Image Super-Resolution Using Deep Convolutional Network (Dong et al. 2014) introduced the Super-Resolution Convolutional Neural Network (SR-CNN for short) that can enhance the resolution of original image. SR-CNN is deep convolutional neural network that learns end-to-end mapping of low resolution to high resolution image. In this post, we will dig into the basic principles of SR-CNN, and implement it.

Required Packages

import sys, os
import math
import tensorflow as tf
import numpy as np
import pandas as pd
import cv2
import matplotlib as mpl
import matplotlib.pyplot as plt
import skimage

Version check

print('Python: {}'.format(sys.version))
print('Numpy: {}'.format(np.__version__))
print('Pandas: {}'.format(pd.__version__))
print('OpenCV: {}'.format(cv2.__version__))
print('Tensorflow: {}'.format(tf.__version__))
print('Matplotlib: {}'.format(mpl.__version__))
print('Scikit-Image: {}'.format(skimage.__version__))
Python: 3.7.6 (default, Jan  8 2020, 19:59:22) 
[GCC 7.3.0]
Numpy: 1.18.1
Pandas: 1.0.1
OpenCV: 4.3.0
Tensorflow: 2.2.0
Matplotlib: 3.1.3
Scikit-Image: 0.16.2

Metric Functions

Actually, when we saw the raw image, we cannot make sure that this image is whether high resolution image or not. There are several metrics to measure image quality, and we will use

Defined in Wikipedia, PSNR is an engineering term for the ratio between the maximum possible power of a signal and the power of corrupting noise that affects the fidelity of its representation. As you can see the term "Ratio" in words, it is usually expressed in terms of logarithmic decibel (dB) scale, and has following relation,

$$ \text{MSE} = \frac{1}{mn} \sum_{i=0}^{m-1} \sum_{j=0}^{n-1}[I(i, j) - K(i, j)]^2 $$

Here, $I$ is monochrome image and $K$ is its noisy approximation. Expressed in dB scale,

$$ \begin{aligned} PSNR &= 10 \cdot \log_{10} \Big(\frac{\text{MAX}_I^2}{\text{MSE}}\Big) \\ &= 20 \cdot \log_{10}(\text{MAX}_I) - 10 \cdot \log_{10}(\text{MSE}) \end{aligned} $$

From the formula, Image quality will be better if the PSNR value is high, since maximum pixel value is much higher than MSE value.
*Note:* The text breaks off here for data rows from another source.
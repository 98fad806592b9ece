//! Orchestration of benchmark experiments: a grid of problem configurations is executed
//! sequentially or on a local thread pool, every parallel job writing its own temporary
//! bundle, which are merged into one result and optionally archived afterwards.

pub mod algorithm;
pub mod archive;
pub mod bundle;
pub mod config;
pub mod executors;
pub mod experiment;
pub mod grid;
pub mod logger;
pub mod merge;
pub mod problem;

pub use algorithm::{Accessors, Algorithm, AlgorithmError, RandomSearch, Watch, WatchHandle};
pub use archive::{ArchiveError, Archiver};
pub use bundle::Format;
pub use config::{ConfigErrors, ExperimentConfig};
pub use executors::{JobError, JobFailure};
pub use experiment::{Experiment, ExperimentError, ExperimentReport};
pub use grid::{JobGrid, JobKey};
pub use merge::{MergeEngine, MergeError};
pub use problem::{
    BenchmarkProblem, Bounds, MetaData, OptimizationType, Problem, ProblemId, ProblemRegistry,
    ProblemType,
};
And SSIM is a method for predicting the perceived quality, and it is used for measureing the similarity between two images. If this value is close to 1, then two images are identical. Otherwise, two images will be totally different. Think about it that we can increase PSNR while maintaining the SSIM. That maybe works in CNN. So it is required to define these metrics.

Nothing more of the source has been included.